Campus News

June 21, 2010

Applying science to the schoolyard

With temperatures stuck in the 90s, just the thought of wading creeks or combing schoolyards would make most people wilt. But 22 teachers in grades K-12 from across Georgia and north Florida not only think it’s great, they competed with dozens of other teachers to do it. They are the 2010 class for the Oxford Institute for Environmental Education, which took place June 7–18 at the Oxhouse Science Center, the science field station of Oxford College. 

Now in its 19th year, OIEE teaches the basic principles of ecology in terrestrial and aquatic ecosystems, and teachers leave brimming with ideas on how to apply such knowledge to their lesson plans. One OIEE specialty is leading the participants in developing a schoolyard investigation plan or SYIP, a method in which teachers look to their own school’s grounds for places to demonstrate environmental lessons.  Entomology, botany, geology are just a few of the areas that teachers come to realize have applications literally in their own backyard.  

“OIEE has changed my perspective,” says Jody Davis, third-grade teacher at Atlanta’s Mary Lin Elementary School, a partner with Emory through the Roots and Shoots organization. “It has helped me see things through the lens of science.” She and second-grade teacher Posey Arillo are third-generation attendees from the Mary Lin faculty. Arillo concurred with the changed perspective and added, “It helps me understand science-minded children and how they see the world. That’s a gift that is not always rewarded in the normal realm of gifted education.”

Davis and Arillo also say that OIEE has left a positive stamp on Mary Lin. Former OIEE attendees from the school have enhanced Mary Lin’s outdoor education habitat with their SYIPs, installing urban gardens and a Monarch butterfly way station.

An unexpected benefit that Davis and Arillo also noted was the opportunity to work alongside high school teachers, most of whom teach science or math exclusively. Daily contact through OIEE creates an exchange that helps both groups understand the jargon and challenges of the other, and all participants benefit from the instruction of veteran faculty from the Oxford biology department.

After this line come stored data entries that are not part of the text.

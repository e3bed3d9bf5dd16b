//! Parsing front end: source text in, export surface out.
//!
//! [`ExportAnalyzer`] owns the tree-sitter parsers, turns source text into a
//! tree, rejects malformed units and runs one [`ExportVisitor`] pass over the
//! rest.

use std::path::Path;

use thiserror::Error;
use tracing::debug;
use tree_sitter::{Language, Node, Parser, Tree};

use super::sink::{CollectedExports, ExportSink, ModuleExports};
use super::visitor::ExportVisitor;

/// Errors that can occur during export analysis.
#[derive(Error, Debug)]
pub enum AnalysisError {
    #[error("Syntax error at line {line}, column {column}")]
    Parse { line: usize, column: usize },

    #[error("Invalid JSON module: {0}")]
    Json(#[from] serde_json::Error),

    #[error("Tree-sitter language initialization failed")]
    LanguageInit,
}

/// Result type for analysis operations.
pub type AnalysisResult<T> = Result<T, AnalysisError>;

/// Language type for file analysis.
#[derive(Debug, Clone, Copy, PartialEq, Eq, Default)]
pub enum SourceLanguage {
    #[default]
    JavaScript,
    TypeScript,
    Tsx,
}

impl SourceLanguage {
    /// Determine language from file extension.
    pub fn from_extension(ext: &str) -> Option<Self> {
        match ext.to_lowercase().as_str() {
            "js" | "mjs" | "cjs" | "jsx" => Some(SourceLanguage::JavaScript),
            "ts" | "mts" | "cts" => Some(SourceLanguage::TypeScript),
            "tsx" => Some(SourceLanguage::Tsx),
            _ => None,
        }
    }

    /// Language for a path; anything unrecognized is read as JavaScript.
    pub fn from_path(path: &Path) -> Self {
        path.extension()
            .and_then(|e| e.to_str())
            .and_then(Self::from_extension)
            .unwrap_or_default()
    }

    /// Get tree-sitter language for this source language.
    pub fn tree_sitter_language(&self) -> Language {
        match self {
            SourceLanguage::JavaScript => tree_sitter_javascript::LANGUAGE.into(),
            SourceLanguage::TypeScript => tree_sitter_typescript::LANGUAGE_TYPESCRIPT.into(),
            SourceLanguage::Tsx => tree_sitter_typescript::LANGUAGE_TSX.into(),
        }
    }
}

/// Analyzer for extracting the export surface of source units.
pub struct ExportAnalyzer {
    js_parser: Parser,
    ts_parser: Parser,
    tsx_parser: Parser,
}

impl ExportAnalyzer {
    /// Create a new ExportAnalyzer.
    pub fn new() -> AnalysisResult<Self> {
        Ok(Self {
            js_parser: parser_for(SourceLanguage::JavaScript)?,
            ts_parser: parser_for(SourceLanguage::TypeScript)?,
            tsx_parser: parser_for(SourceLanguage::Tsx)?,
        })
    }

    /// Analyze one JavaScript unit in isolation.
    pub fn parse_unit(&mut self, source: &str) -> AnalysisResult<ModuleExports> {
        self.parse_unit_as(source, SourceLanguage::JavaScript)
    }

    /// Analyze one unit of the given language in isolation.
    pub fn parse_unit_as(
        &mut self,
        source: &str,
        language: SourceLanguage,
    ) -> AnalysisResult<ModuleExports> {
        let mut sink = CollectedExports::new();
        self.analyze(source, language, &mut sink)?;
        Ok(sink.into_module_exports())
    }

    /// Run one traversal pass over `source`, reporting into `sink`.
    ///
    /// `sink.finalize()` is called exactly once, including when the source
    /// fails to parse.
    pub fn analyze<S: ExportSink + ?Sized>(
        &mut self,
        source: &str,
        language: SourceLanguage,
        sink: &mut S,
    ) -> AnalysisResult<()> {
        let parsed = self.parse(source, language);
        if let Ok(tree) = &parsed {
            ExportVisitor::new(&mut *sink, source).visit(tree.root_node());
        }
        sink.finalize();
        parsed.map(|_| ())
    }

    fn parse(&mut self, source: &str, language: SourceLanguage) -> AnalysisResult<Tree> {
        let parser = match language {
            SourceLanguage::JavaScript => &mut self.js_parser,
            SourceLanguage::TypeScript => &mut self.ts_parser,
            SourceLanguage::Tsx => &mut self.tsx_parser,
        };

        let tree = parser
            .parse(source, None)
            .ok_or(AnalysisError::Parse { line: 1, column: 1 })?;

        let root = tree.root_node();
        if root.has_error() {
            let position = first_error(root)
                .map(|n| n.start_position())
                .unwrap_or_else(|| root.start_position());
            debug!(row = position.row, column = position.column, "rejecting malformed unit");
            return Err(AnalysisError::Parse {
                line: position.row + 1,
                column: position.column + 1,
            });
        }

        Ok(tree)
    }
}

fn parser_for(language: SourceLanguage) -> AnalysisResult<Parser> {
    let mut parser = Parser::new();
    parser
        .set_language(&language.tree_sitter_language())
        .map_err(|_| AnalysisError::LanguageInit)?;
    Ok(parser)
}

/// First ERROR or MISSING node in document order. Subtrees without errors
/// are skipped.
fn first_error(root: Node<'_>) -> Option<Node<'_>> {
    let mut cursor = root.walk();
    loop {
        let node = cursor.node();
        if node.is_error() || node.is_missing() {
            return Some(node);
        }
        if node.has_error() && cursor.goto_first_child() {
            continue;
        }
        loop {
            if cursor.goto_next_sibling() {
                break;
            }
            if !cursor.goto_parent() {
                return None;
            }
        }
    }
}

/// Analyze one JavaScript unit and return its exports and re-exports.
pub fn parse_unit(source: &str) -> AnalysisResult<ModuleExports> {
    ExportAnalyzer::new()?.parse_unit(source)
}

/// Exports of a JSON module: the keys of its root object.
pub fn parse_json_module(source: &str) -> AnalysisResult<ModuleExports> {
    let value: serde_json::Value = serde_json::from_str(source)?;
    let exports = match value {
        serde_json::Value::Object(map) => map.keys().cloned().collect(),
        _ => Vec::new(),
    };
    Ok(ModuleExports {
        exports,
        reexports: Vec::new(),
    })
}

The two weeks of OIEE include frequent forays away from Oxhouse; the most popular is what has come to be known as “Creek Day” on Bear Creek in southern Newton County. Participants seine the creek and go through aquatic-life and floral identification exercises with Oxford’s Steve Baker, a fisheries biologist; Eloise Carter, whose expertise is botany; and Theodosia Wade, environmental-science specialist.

Since it was founded in 1992, OIEE has trained more than 300 teachers. Considering the extended reach of those individual teachers in toto, OIEE has had an impact upon thousands of students. Though environmental concern is global, making an impact begins on the local level.

OIEE’s success has been recognized by the National Awards Council for Environmental Sustainability and the Georgia Wildlife Federation.